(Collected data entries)

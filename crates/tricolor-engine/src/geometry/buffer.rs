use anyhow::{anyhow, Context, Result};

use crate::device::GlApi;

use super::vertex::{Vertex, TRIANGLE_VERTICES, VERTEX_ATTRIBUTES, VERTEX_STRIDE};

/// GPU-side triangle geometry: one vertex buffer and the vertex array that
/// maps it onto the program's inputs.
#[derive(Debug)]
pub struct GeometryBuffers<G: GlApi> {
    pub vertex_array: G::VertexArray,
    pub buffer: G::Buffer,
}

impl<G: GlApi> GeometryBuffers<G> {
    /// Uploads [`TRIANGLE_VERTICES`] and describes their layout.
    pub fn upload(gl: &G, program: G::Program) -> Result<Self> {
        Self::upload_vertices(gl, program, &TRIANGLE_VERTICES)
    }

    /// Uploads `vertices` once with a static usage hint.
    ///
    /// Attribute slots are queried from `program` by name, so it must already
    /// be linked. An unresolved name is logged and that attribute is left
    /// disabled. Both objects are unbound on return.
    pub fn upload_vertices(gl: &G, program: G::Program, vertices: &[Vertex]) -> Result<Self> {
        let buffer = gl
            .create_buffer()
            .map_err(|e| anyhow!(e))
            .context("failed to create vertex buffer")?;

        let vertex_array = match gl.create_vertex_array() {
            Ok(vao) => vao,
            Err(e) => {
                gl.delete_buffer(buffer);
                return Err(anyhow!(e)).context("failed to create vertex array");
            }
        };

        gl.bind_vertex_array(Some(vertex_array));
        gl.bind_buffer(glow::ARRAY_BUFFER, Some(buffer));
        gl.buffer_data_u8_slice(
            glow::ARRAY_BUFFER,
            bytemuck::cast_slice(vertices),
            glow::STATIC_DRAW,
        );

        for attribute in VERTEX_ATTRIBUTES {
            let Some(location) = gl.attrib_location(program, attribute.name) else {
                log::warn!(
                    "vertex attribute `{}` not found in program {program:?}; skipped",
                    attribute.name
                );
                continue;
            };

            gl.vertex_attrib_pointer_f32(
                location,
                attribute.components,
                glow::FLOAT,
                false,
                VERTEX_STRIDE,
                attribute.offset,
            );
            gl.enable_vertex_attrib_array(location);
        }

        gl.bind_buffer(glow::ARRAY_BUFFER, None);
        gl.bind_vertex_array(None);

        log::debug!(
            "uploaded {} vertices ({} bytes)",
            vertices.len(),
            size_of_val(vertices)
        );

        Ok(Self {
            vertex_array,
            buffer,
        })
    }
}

Brief =
Return only this span, exactly: the line that contains "size_of_val(vertices)" and all lines after it to the end of the records.

Solution =
            size_of_val(vertices)
        );

        Ok(Self {
            vertex_array,
            buffer,
        })
    }
}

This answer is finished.